Le ministère de la Santé recueille des avis sur le projet de loi sur la prévention et la lutte contre les méfaits du tabac (amendée), qui propose d'interdire aux personnes nées à partir du 1er janvier 2010 d'acheter et de consommer du tabac.
Cette proposition a été faite dans un contexte où le taux d'utilisation de cigarettes électroniques et de tabac chauffé par les jeunes a tendance à augmenter, entraînant de nombreux risques pour la santé publique.
Le point remarquable de cette proposition est qu'au lieu de se limiter uniquement à l'âge comme auparavant, le projet de loi sur la prévention et la lutte contre les méfaits du tabac (amendée) vise une approche de "l'interdiction par génération".
Cela signifie que les personnes nées à partir du 1er janvier 2010 ne sont pas autorisées à acheter et à consommer des cigarettes, même lorsqu'elles sont adultes.
La réalité de nombreuses années a montré que la plupart des fumeurs commencent dès leur jeunesse, par curiosité, pour essayer de savoir ou sont influencés par l'environnement.
Mais le tabac est un produit fortement addictif. Une fois dépendant de la nicotine, il est très difficile d'arrêter.
Par conséquent, la chose la plus importante dans la prévention et la lutte contre les méfaits du tabac n'est pas seulement d'aider les fumeurs à arrêter de fumer, mais aussi de ne pas créer de nouveaux fumeurs.
Plus inquiétant encore aujourd'hui, l'apparition de plus en plus répandue de cigarettes électroniques et de tabac chauffé chez les jeunes.
Avec des modèles accrocheurs, de nombreuses saveurs et une approche via les réseaux sociaux, ces produits incitent facilement les élèves et les adolescents à les considérer comme une tendance plutôt que comme un produit addictif.
Pendant ce temps, la perception de nombreux jeunes sur les méfaits de la nicotine est encore limitée. De nombreux jeunes pensent que les cigarettes électroniques sont moins nocives, ne sont pas de vrais cigarettes ou ne sont qu'une forme de divertissement temporaire.
Mais en réalité, la nicotine reste une substance addictive et de nombreuses études ont mis en garde contre les risques pour la santé physique et mentale des jeunes.
S'il n'y a pas de mesures suffisamment fortes dès le début, il est fort possible que la société continue de former une génération supplémentaire dépendante du tabac sous de nouvelles formes.
Cependant, pour que cette proposition soit efficace, l'important ne réside pas seulement dans la réglementation d'interdiction.
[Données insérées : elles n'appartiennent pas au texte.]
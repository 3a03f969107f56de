//! OTC API interaction module
//!
//! Authentication, endpoint resolution and the REST client that backs a
//! live [`Session`](crate::services::Session).
//!
//! # Module Structure
//!
//! - [`auth`] - Keystone v3 token issue and caching
//! - [`catalog`] - service registry and endpoint resolution
//! - [`client`] - authenticated client, lazy pagination, name-or-id lookup
//! - [`http`] - HTTP utilities for REST API calls
//! - [`profile`] - clouds.yaml, secure.yaml and `OS_*` profiles
//! - [`session`] - session factory and preflight checks

pub mod auth;
pub mod catalog;
pub mod client;
pub mod http;
pub mod profile;
pub mod session;

pub use session::{Connector, OtcConnector, SDK_VERSION};
//! Sensitive values and redaction
//!
//! [`Sensitive`] wraps a value so that every textual form of it (Display,
//! Debug, Serialize) is the fixed [`REDACTED`] token. [`Redactor`] is the
//! second line: it knows the raw secret strings of one invocation and scrubs
//! them out of anything that is about to leave the process.

use serde::{Deserialize, Deserializer, Serialize, Serializer};
use serde_json::Value;
use std::fmt;

/// Replacement token for sensitive values.
pub const REDACTED: &str = "VALUE_SPECIFIED_IN_NO_LOG_PARAMETER";

/// Mapping keys whose values are treated as secrets even inside
/// non-sensitive parameters (e.g. an inline `cloud` mapping).
const SECRET_KEYS: &[&str] = &[
    "password",
    "token",
    "secret",
    "private_key",
    "client_key",
    "key",
    "sk",
    "security_token",
];

/// A value that must never be formatted.
#[derive(Clone, PartialEq, Eq, Default)]
pub struct Sensitive<T>(T);

impl<T> Sensitive<T> {
    pub fn new(value: T) -> Self {
        Self(value)
    }

    /// Borrow the raw value. Callers must not log or format it.
    pub fn expose(&self) -> &T {
        &self.0
    }

    pub fn into_inner(self) -> T {
        self.0
    }
}

impl<T> fmt::Debug for Sensitive<T> {
    fn fmt(&self, f: &mut fmt::Formatter<'_>) -> fmt::Result {
        f.write_str(REDACTED)
    }
}

impl<T> fmt::Display for Sensitive<T> {
    fn fmt(&self, f: &mut fmt::Formatter<'_>) -> fmt::Result {
        f.write_str(REDACTED)
    }
}

impl<T> Serialize for Sensitive<T> {
    fn serialize<S: Serializer>(&self, serializer: S) -> Result<S::Ok, S::Error> {
        serializer.serialize_str(REDACTED)
    }
}

impl<'de, T: Deserialize<'de>> Deserialize<'de> for Sensitive<T> {
    fn deserialize<D: Deserializer<'de>>(deserializer: D) -> Result<Self, D::Error> {
        T::deserialize(deserializer).map(Sensitive)
    }
}

impl From<String> for Sensitive<String> {
    fn from(value: String) -> Self {
        Self(value)
    }
}

/// Scrubs known secret strings out of outgoing text and JSON.
#[derive(Clone, Default)]
pub struct Redactor {
    secrets: Vec<String>,
}

impl fmt::Debug for Redactor {
    fn fmt(&self, f: &mut fmt::Formatter<'_>) -> fmt::Result {
        f.debug_struct("Redactor")
            .field("secrets", &self.secrets.len())
            .finish()
    }
}

impl Redactor {
    pub fn new() -> Self {
        Self::default()
    }

    /// Register every string leaf of a sensitive value.
    pub fn add_value(&mut self, value: &Value) {
        match value {
            Value::String(s) => self.add(s),
            Value::Array(items) => items.iter().for_each(|v| self.add_value(v)),
            Value::Object(map) => map.values().for_each(|v| self.add_value(v)),
            Value::Number(n) => self.add(&n.to_string()),
            Value::Null | Value::Bool(_) => {}
        }
    }

    /// Register the values of secret-looking keys inside an otherwise
    /// non-sensitive mapping.
    pub fn add_secret_fields(&mut self, value: &Value) {
        match value {
            Value::Object(map) => {
                for (key, v) in map {
                    if is_secret_key(key) {
                        self.add_value(v);
                    } else {
                        self.add_secret_fields(v);
                    }
                }
            }
            Value::Array(items) => items.iter().for_each(|v| self.add_secret_fields(v)),
            _ => {}
        }
    }

    pub fn add(&mut self, secret: &str) {
        if secret.is_empty() || secret == REDACTED || self.secrets.iter().any(|s| s == secret) {
            return;
        }
        self.secrets.push(secret.to_string());
        // Longest first so that a secret containing another is fully masked.
        self.secrets.sort_by(|a, b| b.len().cmp(&a.len()));
    }

    /// Take over every secret another redactor knows
    pub fn merge(&mut self, other: &Redactor) {
        for secret in &other.secrets {
            self.add(secret);
        }
    }

    pub fn is_empty(&self) -> bool {
        self.secrets.is_empty()
    }

    pub fn scrub_str(&self, text: &str) -> String {
        self.secrets
            .iter()
            .fold(text.to_string(), |acc, secret| acc.replace(secret.as_str(), REDACTED))
    }

    /// Scrub every string (values and keys) in a JSON document in place.
    pub fn scrub_value(&self, value: &mut Value) {
        if self.secrets.is_empty() {
            return;
        }
        match value {
            Value::String(s) => {
                if self.secrets.iter().any(|secret| s.contains(secret.as_str())) {
                    *s = self.scrub_str(s);
                }
            }
            Value::Number(n) => {
                let text = n.to_string();
                if self.secrets.iter().any(|secret| *secret == text) {
                    *value = Value::String(REDACTED.to_string());
                }
            }
            Value::Array(items) => items.iter_mut().for_each(|v| self.scrub_value(v)),
            Value::Object(map) => {
                let entries = std::mem::take(map);
                for (key, mut v) in entries {
                    self.scrub_value(&mut v);
                    map.insert(self.scrub_str(&key), v);
                }
            }
            Value::Null | Value::Bool(_) => {}
        }
    }
}

fn is_secret_key(key: &str) -> bool {
    let key = key.to_ascii_lowercase();
    SECRET_KEYS.contains(&key.as_str()) || key.ends_with("_password") || key.ends_with("_secret")
}
//! Validated invocation parameters

use serde_json::{Map, Value};
use std::collections::{BTreeMap, BTreeSet};
use std::fmt;

use super::sensitive::{Redactor, Sensitive, REDACTED};

/// A resolved parameter value. Sensitive parameters are wrapped.
#[derive(Clone, PartialEq)]
pub enum ParamValue {
    Plain(Value),
    Secret(Sensitive<Value>),
}

impl ParamValue {
    pub fn is_null(&self) -> bool {
        match self {
            ParamValue::Plain(v) => v.is_null(),
            ParamValue::Secret(s) => s.expose().is_null(),
        }
    }

    /// Value as it may appear in logs and the envelope.
    pub fn redacted(&self) -> Value {
        match self {
            ParamValue::Plain(v) => v.clone(),
            ParamValue::Secret(s) if s.expose().is_null() => Value::Null,
            ParamValue::Secret(_) => Value::String(REDACTED.to_string()),
        }
    }
}

impl fmt::Debug for ParamValue {
    fn fmt(&self, f: &mut fmt::Formatter<'_>) -> fmt::Result {
        match self {
            ParamValue::Plain(v) => write!(f, "{}", v),
            ParamValue::Secret(s) => write!(f, "{}", s),
        }
    }
}

/// Parameters after validation: one value per declared name, plus the set
/// of names the caller supplied explicitly.
#[derive(Clone, Default)]
pub struct Params {
    values: BTreeMap<String, ParamValue>,
    explicit: BTreeSet<String>,
}

impl fmt::Debug for Params {
    fn fmt(&self, f: &mut fmt::Formatter<'_>) -> fmt::Result {
        f.debug_map().entries(self.values.iter()).finish()
    }
}

impl Params {
    pub(crate) fn insert(&mut self, name: String, value: ParamValue, explicit: bool) {
        if explicit {
            self.explicit.insert(name.clone());
        }
        self.values.insert(name, value);
    }

    pub fn param(&self, name: &str) -> Option<&ParamValue> {
        self.values.get(name)
    }

    /// Non-null plain value. Sensitive parameters are never returned here;
    /// use [`Params::secret`].
    pub fn get(&self, name: &str) -> Option<&Value> {
        match self.values.get(name)? {
            ParamValue::Plain(v) if !v.is_null() => Some(v),
            _ => None,
        }
    }

    /// Non-null sensitive value, still wrapped.
    pub fn secret(&self, name: &str) -> Option<&Sensitive<Value>> {
        match self.values.get(name)? {
            ParamValue::Secret(s) if !s.expose().is_null() => Some(s),
            _ => None,
        }
    }

    pub fn get_str(&self, name: &str) -> Option<&str> {
        self.get(name).and_then(Value::as_str)
    }

    pub fn get_i64(&self, name: &str) -> Option<i64> {
        self.get(name).and_then(Value::as_i64)
    }

    pub fn get_bool(&self, name: &str) -> Option<bool> {
        self.get(name).and_then(Value::as_bool)
    }

    pub fn get_map(&self, name: &str) -> Option<&Map<String, Value>> {
        self.get(name).and_then(Value::as_object)
    }

    pub fn get_str_list(&self, name: &str) -> Vec<String> {
        self.get(name)
            .and_then(Value::as_array)
            .map(|items| {
                items
                    .iter()
                    .filter_map(|v| v.as_str().map(str::to_string))
                    .collect()
            })
            .unwrap_or_default()
    }

    /// Whether the caller supplied this parameter (including explicit null).
    pub fn is_explicit(&self, name: &str) -> bool {
        self.explicit.contains(name)
    }

    pub fn names(&self) -> impl Iterator<Item = &str> {
        self.values.keys().map(String::as_str)
    }

    /// Redacted JSON view for logs and `invocation.module_args`. Secret
    /// fields nested in mapping parameters are masked too.
    pub fn redacted(&self) -> Value {
        let mut view = Value::Object(
            self.values
                .iter()
                .map(|(k, v)| (k.clone(), v.redacted()))
                .collect(),
        );
        self.redactor().scrub_value(&mut view);
        view
    }

    /// Redactor primed with every secret this invocation carries: all
    /// sensitive parameters, plus secret-looking fields of mapping
    /// parameters such as an inline `cloud`.
    pub fn redactor(&self) -> Redactor {
        let mut redactor = Redactor::new();
        for value in self.values.values() {
            match value {
                ParamValue::Secret(s) => redactor.add_value(s.expose()),
                ParamValue::Plain(v) => redactor.add_secret_fields(v),
            }
        }
        redactor
    }
}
Car même aujourd'hui, bien que les cigarettes électroniques soient interdites, l'achat, la vente et l'utilisation chez les jeunes sont encore assez courantes.
Cela montre que l'écart entre les réglementations et la réalité de la mise en œuvre est encore important. Si le marché en ligne, les produits flottants ou les ventes ne sont pas strictement contrôlés, le risque d'"interdiction sur papier" est tout à fait possible.
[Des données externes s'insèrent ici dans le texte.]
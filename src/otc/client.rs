//! OTC Client
//!
//! Authenticated, region-bound client combining Keystone credentials,
//! endpoint resolution and the HTTP wrapper. Collections are described
//! declaratively by [`Collection`]; listing is exposed as a lazy stream that
//! fetches pages on demand.

use futures::stream::{self, BoxStream, StreamExt, TryStreamExt};
use serde_json::Value;

use super::auth::{AuthType, OtcCredentials};
use super::catalog::EndpointResolver;
use super::http::{add_query_params, ApiError, HttpOptions, OtcHttpClient};
use super::profile::CloudConfig;

/// Items requested per page
pub const PAGE_SIZE: usize = 100;

/// How a collection paginates
#[derive(Debug, Clone, Copy, PartialEq, Eq)]
pub enum Paging {
    /// Everything in one response
    None,
    /// `limit` plus `marker=<id of last item>`
    Marker,
    /// `limit` plus `offset=<items seen>`
    Offset,
    /// `pagesize` plus 1-based `page`
    Page,
}

/// A REST collection on one service namespace
#[derive(Debug, Clone, Copy)]
pub struct Collection {
    pub service: &'static str,
    /// Path relative to the service endpoint, starting with `/`
    pub path: &'static str,
    /// Key of the item array in list responses
    pub items_key: &'static str,
    /// Key wrapping a single item in show/create responses, if any
    pub item_key: Option<&'static str>,
    pub paging: Paging,
    /// Query parameter that filters by name server-side, if supported
    pub name_query: Option<&'static str>,
    /// Human name for messages
    pub kind: &'static str,
}

impl Collection {
    /// Unwrap `{"<item_key>": {...}}` responses
    pub fn unwrap_item(&self, body: Value) -> Value {
        match self.item_key {
            Some(key) => match body {
                Value::Object(mut map) if map.contains_key(key) => map.remove(key).unwrap_or(Value::Null),
                other => other,
            },
            None => body,
        }
    }
}

#[derive(Debug, Clone)]
enum Cursor {
    Start,
    Marker(String),
    Offset(usize),
    Page(usize),
}

/// Main OTC client
#[derive(Clone)]
pub struct OtcClient {
    credentials: OtcCredentials,
    http: OtcHttpClient,
    endpoints: EndpointResolver,
    project_id: String,
}

impl OtcClient {
    /// Authenticate against Keystone and resolve endpoints for `config`
    pub async fn connect(config: &CloudConfig, options: &HttpOptions) -> Result<Self, ApiError> {
        let http = OtcHttpClient::new(options)?;
        let auth_type = AuthType::parse(config.auth_type.as_deref())?;
        let credentials = OtcCredentials::new(config.auth.clone(), auth_type, http.clone())?;

        let project_id = credentials.project_id().await?;
        let catalog = credentials.catalog().await?;
        if catalog.is_empty() {
            tracing::warn!("Keystone returned an empty service catalog, using regional endpoints");
        }

        let endpoints = EndpointResolver::new(
            catalog,
            config.endpoint_overrides(),
            config.interface(),
            config.region(),
            &project_id,
        );

        tracing::info!("Connected to project {} in {}", project_id, config.region());

        Ok(Self {
            credentials,
            http,
            endpoints,
            project_id,
        })
    }

    pub fn project_id(&self) -> &str {
        &self.project_id
    }

    pub fn region(&self) -> &str {
        self.endpoints.region()
    }

    /// Full URL of `path` on a service namespace
    pub fn url(&self, service: &str, path: &str) -> Result<String, ApiError> {
        Ok(format!("{}{}", self.endpoints.endpoint(service)?, path))
    }

    pub fn item_url(&self, collection: &Collection, id: &str) -> Result<String, ApiError> {
        self.url(
            collection.service,
            &format!("{}/{}", collection.path, urlencoding::encode(id)),
        )
    }

    pub async fn get(&self, url: &str) -> Result<Value, ApiError> {
        let token = self.credentials.get_token().await?;
        self.http.get(url, token.expose()).await
    }

    /// GET that maps 404 to `None`
    pub async fn get_opt(&self, url: &str) -> Result<Option<Value>, ApiError> {
        match self.get(url).await {
            Ok(body) => Ok(Some(body)),
            Err(e) if e.is_not_found() => Ok(None),
            Err(e) => Err(e),
        }
    }

    pub async fn post(&self, url: &str, body: Option<&Value>) -> Result<Value, ApiError> {
        let token = self.credentials.get_token().await?;
        self.http.post(url, token.expose(), body).await
    }

    pub async fn put(&self, url: &str, body: Option<&Value>) -> Result<Value, ApiError> {
        let token = self.credentials.get_token().await?;
        self.http.put(url, token.expose(), body).await
    }

    pub async fn patch(&self, url: &str, body: Option<&Value>) -> Result<Value, ApiError> {
        let token = self.credentials.get_token().await?;
        self.http.patch(url, token.expose(), body).await
    }

    pub async fn delete(&self, url: &str) -> Result<Value, ApiError> {
        let token = self.credentials.get_token().await?;
        self.http.delete(url, token.expose()).await
    }

    /// Show one item by id; `None` if it does not exist
    pub async fn show(&self, collection: &Collection, id: &str) -> Result<Option<Value>, ApiError> {
        let url = self.item_url(collection, id)?;
        Ok(self.get_opt(&url).await?.map(|body| collection.unwrap_item(body)))
    }

    /// Create an item, wrapping the body in `item_key` when the collection
    /// uses one
    pub async fn create(&self, collection: &Collection, attrs: Value) -> Result<Value, ApiError> {
        let url = self.url(collection.service, collection.path)?;
        let body = match collection.item_key {
            Some(key) => {
                let mut wrapped = serde_json::Map::new();
                wrapped.insert(key.to_string(), attrs);
                Value::Object(wrapped)
            }
            None => attrs,
        };
        let response = self.post(&url, Some(&body)).await?;
        Ok(collection.unwrap_item(response))
    }

    /// Delete an item; an already missing item is not an error
    pub async fn remove(&self, collection: &Collection, id: &str) -> Result<(), ApiError> {
        let url = self.item_url(collection, id)?;
        match self.delete(&url).await {
            Ok(_) => Ok(()),
            Err(e) if e.is_not_found() => {
                tracing::warn!("{} {} already gone", collection.kind, id);
                Ok(())
            }
            Err(e) => Err(e),
        }
    }

    /// Lazily list a collection. Pages are fetched as the stream is polled.
    pub fn list<'a>(
        &'a self,
        collection: &'a Collection,
        query: Vec<(String, String)>,
    ) -> BoxStream<'a, Result<Value, ApiError>> {
        stream::try_unfold(Some(Cursor::Start), move |cursor| {
            let query = query.clone();
            async move { self.next_page(collection, &query, cursor).await }
        })
        .map_ok(|items| stream::iter(items.into_iter().map(Ok::<Value, ApiError>)))
        .try_flatten()
        .boxed()
    }

    async fn next_page(
        &self,
        collection: &Collection,
        query: &[(String, String)],
        cursor: Option<Cursor>,
    ) -> Result<Option<(Vec<Value>, Option<Cursor>)>, ApiError> {
        let Some(cursor) = cursor else {
            return Ok(None);
        };

        let mut params = query.to_vec();
        let limit = PAGE_SIZE.to_string();
        let seen = match (collection.paging, &cursor) {
            (Paging::None, _) => 0,
            (Paging::Marker, Cursor::Marker(marker)) => {
                params.push(("limit".to_string(), limit));
                params.push(("marker".to_string(), marker.clone()));
                0
            }
            (Paging::Marker, _) => {
                params.push(("limit".to_string(), limit));
                0
            }
            (Paging::Offset, Cursor::Offset(offset)) => {
                params.push(("limit".to_string(), limit));
                params.push(("offset".to_string(), offset.to_string()));
                *offset
            }
            (Paging::Offset, _) => {
                params.push(("limit".to_string(), limit));
                params.push(("offset".to_string(), "0".to_string()));
                0
            }
            (Paging::Page, Cursor::Page(page)) => {
                params.push(("pagesize".to_string(), limit));
                params.push(("page".to_string(), page.to_string()));
                *page
            }
            (Paging::Page, _) => {
                params.push(("pagesize".to_string(), limit));
                params.push(("page".to_string(), "1".to_string()));
                1
            }
        };

        let url = add_query_params(&self.url(collection.service, collection.path)?, &params);
        let body = self.get(&url).await?;

        let items = match body.get(collection.items_key) {
            Some(Value::Array(items)) => items.clone(),
            Some(Value::Null) | None => Vec::new(),
            Some(_) => {
                return Err(ApiError::Decode(format!(
                    "'{}' in {} listing is not an array",
                    collection.items_key, collection.kind
                )))
            }
        };

        let next = if items.len() < PAGE_SIZE {
            None
        } else {
            match collection.paging {
                Paging::None => None,
                Paging::Marker => items
                    .last()
                    .and_then(|item| item.get("id"))
                    .and_then(Value::as_str)
                    .map(|id| Cursor::Marker(id.to_string())),
                Paging::Offset => Some(Cursor::Offset(seen + items.len())),
                Paging::Page => Some(Cursor::Page(seen + 1)),
            }
        };

        tracing::debug!("Fetched {} {} (more: {})", items.len(), collection.kind, next.is_some());

        Ok(Some((items, next)))
    }

    /// Find by name or id. Ids are tried directly first; names are looked
    /// up by listing. More than one match is an error.
    pub async fn find(
        &self,
        collection: &Collection,
        name_or_id: &str,
        query: Vec<(String, String)>,
    ) -> Result<Option<Value>, ApiError> {
        if uuid::Uuid::parse_str(name_or_id).is_ok() {
            if let Some(item) = self.show(collection, name_or_id).await? {
                return Ok(Some(item));
            }
        }

        let mut query = query;
        if let Some(param) = collection.name_query {
            query.push((param.to_string(), name_or_id.to_string()));
        }

        let matches: Vec<Value> = self
            .list(collection, query)
            .try_filter(|item| {
                let hit = item.get("name").and_then(Value::as_str) == Some(name_or_id)
                    || item.get("id").and_then(Value::as_str) == Some(name_or_id);
                futures::future::ready(hit)
            })
            .try_collect()
            .await?;

        single(collection.kind, name_or_id, matches)
    }
}

/// Zero or one match, or [`ApiError::Duplicate`]
pub fn single(kind: &str, name: &str, mut matches: Vec<Value>) -> Result<Option<Value>, ApiError> {
    match matches.len() {
        0 => Ok(None),
        1 => Ok(matches.pop()),
        _ => Err(ApiError::Duplicate {
            kind: kind.to_string(),
            name: name.to_string(),
        }),
    }
}

#[cfg(test)]
mod tests {
    use super::*;
    use serde_json::json;

    const PEERINGS: Collection = Collection {
        service: "network",
        path: "/vpc/peerings",
        items_key: "peerings",
        item_key: Some("peering"),
        paging: Paging::Marker,
        name_query: Some("name"),
        kind: "vpc peering",
    };

    #[test]
    fn test_unwrap_item() {
        let body = json!({"peering": {"id": "p1"}});
        assert_eq!(PEERINGS.unwrap_item(body), json!({"id": "p1"}));
        // Flat responses pass through
        assert_eq!(PEERINGS.unwrap_item(json!({"id": "p2"})), json!({"id": "p2"}));
    }

    #[test]
    fn test_single_rejects_duplicates() {
        assert_eq!(single("zone", "a", vec![]).unwrap(), None);
        assert_eq!(single("zone", "a", vec![json!(1)]).unwrap(), Some(json!(1)));
        assert_eq!(
            single("zone", "a", vec![json!(1), json!(2)]).unwrap_err(),
            ApiError::Duplicate {
                kind: "zone".to_string(),
                name: "a".to_string()
            }
        );
    }
}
Par conséquent, parallèlement aux dispositions légales, il est nécessaire de renforcer simultanément la gestion du marché, de contrôler la publicité déguisée sur les réseaux sociaux et de traiter sévèrement la vente de cigarettes aux personnes mineurs.
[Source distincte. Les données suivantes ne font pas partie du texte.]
//! Module arguments
//!
//! Declarative argument specs, the validator that turns a raw JSON mapping
//! into [`Params`], and the sensitive-value wrapper used for everything
//! marked no-log.
//!
//! # Module Structure
//!
//! - [`spec`] - [`ArgSpec`] descriptors and the cross-parameter matrix
//! - [`validate`] - validation and type coercion
//! - [`params`] - validated parameter record
//! - [`sensitive`] - [`Sensitive`] wrapper and [`Redactor`]

pub mod params;
pub mod sensitive;
pub mod spec;
pub mod validate;

pub use params::{ParamValue, Params};
pub use sensitive::{Redactor, Sensitive, REDACTED};
pub use spec::{ArgSpec, ArgumentSpec, Kind, RequiredIf};
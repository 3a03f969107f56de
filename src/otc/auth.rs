//! Keystone authentication
//!
//! Exchanges password or token credentials for a scoped Keystone v3 token
//! and caches it together with the service catalog until shortly before it
//! expires.

use chrono::{DateTime, Duration, Utc};
use reqwest::Method;
use serde_json::{json, Value};
use std::sync::Arc;
use tokio::sync::RwLock;

use super::catalog::ServiceCatalog;
use super::http::{ApiError, OtcHttpClient};
use super::profile::AuthConfig;
use crate::args::Sensitive;

/// Refresh tokens this long before Keystone says they expire, so a token
/// never lapses in the middle of a wait loop
const TOKEN_EXPIRY_BUFFER_SECS: i64 = 300;

/// Header Keystone returns the issued token in
const SUBJECT_TOKEN_HEADER: &str = "X-Subject-Token";

/// Supported `auth_type` values
#[derive(Debug, Clone, Copy, PartialEq, Eq)]
pub enum AuthType {
    Password,
    Token,
}

impl AuthType {
    pub fn parse(value: Option<&str>) -> Result<Self, ApiError> {
        match value.unwrap_or("password") {
            "password" | "v3password" => Ok(Self::Password),
            "token" | "v3token" => Ok(Self::Token),
            other => Err(ApiError::Config(format!("unsupported auth_type '{}'", other))),
        }
    }
}

#[derive(Clone)]
struct CachedToken {
    token: Sensitive<String>,
    /// When this token expires (with buffer applied)
    expires_at: DateTime<Utc>,
    project_id: String,
    catalog: ServiceCatalog,
}

impl CachedToken {
    fn is_valid(&self) -> bool {
        Utc::now() < self.expires_at
    }
}

/// Keystone credentials holder with token caching
#[derive(Clone)]
pub struct OtcCredentials {
    auth: AuthConfig,
    auth_type: AuthType,
    http: OtcHttpClient,
    token_cache: Arc<RwLock<Option<CachedToken>>>,
}

impl OtcCredentials {
    pub fn new(auth: AuthConfig, auth_type: AuthType, http: OtcHttpClient) -> Result<Self, ApiError> {
        if auth.auth_url.is_none() {
            return Err(ApiError::Config("auth.auth_url is required".to_string()));
        }
        Ok(Self {
            auth,
            auth_type,
            http,
            token_cache: Arc::new(RwLock::new(None)),
        })
    }

    /// Current token, issuing a new one if the cached one is about to expire
    pub async fn get_token(&self) -> Result<Sensitive<String>, ApiError> {
        Ok(self.session().await?.token)
    }

    pub async fn project_id(&self) -> Result<String, ApiError> {
        Ok(self.session().await?.project_id)
    }

    pub async fn catalog(&self) -> Result<ServiceCatalog, ApiError> {
        Ok(self.session().await?.catalog)
    }

    /// Drop the cached token and authenticate again
    pub async fn refresh_token(&self) -> Result<Sensitive<String>, ApiError> {
        {
            let mut cache = self.token_cache.write().await;
            *cache = None;
        }
        self.get_token().await
    }

    async fn session(&self) -> Result<CachedToken, ApiError> {
        {
            let cache = self.token_cache.read().await;
            if let Some(cached) = cache.as_ref() {
                if cached.is_valid() {
                    return Ok(cached.clone());
                }
                tracing::debug!("Cached token expired, fetching new token");
            }
        }

        let issued = self.issue().await?;
        {
            let mut cache = self.token_cache.write().await;
            *cache = Some(issued.clone());
        }
        tracing::debug!("New token cached, valid until {}", issued.expires_at);

        Ok(issued)
    }

    async fn issue(&self) -> Result<CachedToken, ApiError> {
        let auth_url = self.auth.auth_url.as_deref().unwrap_or_default();
        let url = format!("{}/auth/tokens", auth_url.trim_end_matches('/'));
        let body = token_request(&self.auth, self.auth_type)?;

        let response = self.http.send(Method::POST, &url, None, Some(&body)).await?;

        let token = response
            .headers
            .get(SUBJECT_TOKEN_HEADER)
            .and_then(|v| v.to_str().ok())
            .map(|s| Sensitive::new(s.to_string()))
            .ok_or_else(|| ApiError::Decode(format!("missing {} header", SUBJECT_TOKEN_HEADER)))?;

        let payload = response
            .body
            .get("token")
            .ok_or_else(|| ApiError::Decode("missing 'token' in Keystone response".to_string()))?;

        let expires_at = payload
            .get("expires_at")
            .and_then(Value::as_str)
            .and_then(|s| DateTime::parse_from_rfc3339(s).ok())
            .map(|t| t.with_timezone(&Utc))
            .unwrap_or_else(|| Utc::now() + Duration::hours(1))
            - Duration::seconds(TOKEN_EXPIRY_BUFFER_SECS);

        let project_id = payload
            .pointer("/project/id")
            .and_then(Value::as_str)
            .map(str::to_string)
            .or_else(|| self.auth.project_id.clone())
            .ok_or_else(|| ApiError::Decode("token is not scoped to a project".to_string()))?;

        let catalog = ServiceCatalog::from_token(payload);

        Ok(CachedToken {
            token,
            expires_at,
            project_id,
            catalog,
        })
    }
}

/// Keystone v3 `POST /auth/tokens` body
fn token_request(auth: &AuthConfig, auth_type: AuthType) -> Result<Value, ApiError> {
    let identity = match auth_type {
        AuthType::Password => {
            let password = auth
                .password
                .as_ref()
                .ok_or_else(|| ApiError::Config("auth.password is required".to_string()))?;

            let mut user = serde_json::Map::new();
            if let Some(id) = &auth.user_id {
                user.insert("id".into(), json!(id));
            } else if let Some(name) = &auth.username {
                user.insert("name".into(), json!(name));
                user.insert(
                    "domain".into(),
                    domain_ref(
                        auth.user_domain_id.as_ref().or(auth.domain_id.as_ref()),
                        auth.user_domain_name.as_ref().or(auth.domain_name.as_ref()),
                    )
                    .ok_or_else(|| ApiError::Config("auth.user_domain_name is required".to_string()))?,
                );
            } else {
                return Err(ApiError::Config("auth.username or auth.user_id is required".to_string()));
            }
            user.insert("password".into(), json!(password.expose()));

            json!({ "methods": ["password"], "password": { "user": user } })
        }
        AuthType::Token => {
            let token = auth
                .token
                .as_ref()
                .ok_or_else(|| ApiError::Config("auth.token is required".to_string()))?;
            json!({ "methods": ["token"], "token": { "id": token.expose() } })
        }
    };

    let scope = if let Some(id) = &auth.project_id {
        json!({ "project": { "id": id } })
    } else if let Some(name) = &auth.project_name {
        let domain = domain_ref(
            auth.project_domain_id.as_ref().or(auth.user_domain_id.as_ref()),
            auth.project_domain_name
                .as_ref()
                .or(auth.user_domain_name.as_ref())
                .or(auth.domain_name.as_ref()),
        )
        .ok_or_else(|| ApiError::Config("auth.project_domain_name is required".to_string()))?;
        json!({ "project": { "name": name, "domain": domain } })
    } else {
        return Err(ApiError::Config("auth.project_name or auth.project_id is required".to_string()));
    };

    Ok(json!({ "auth": { "identity": identity, "scope": scope } }))
}

fn domain_ref(id: Option<&String>, name: Option<&String>) -> Option<Value> {
    match (id, name) {
        (Some(id), _) => Some(json!({ "id": id })),
        (None, Some(name)) => Some(json!({ "name": name })),
        (None, None) => None,
    }
}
Plus important encore, la famille et l'école doivent jouer un rôle central dans l'éducation des compétences de vie et de la conscience de la santé des enfants afin de créer des générations qui ne veulent pas fumer.
La proposition d'interdire aux personnes nées à partir de 2010 d'acheter et de consommer du tabac suscitera certainement encore de nombreux débats. Mais si l'on considère le point de vue de la santé publique, il s'agit d'une orientation sérieuse à considérer afin de protéger la santé publique à long terme.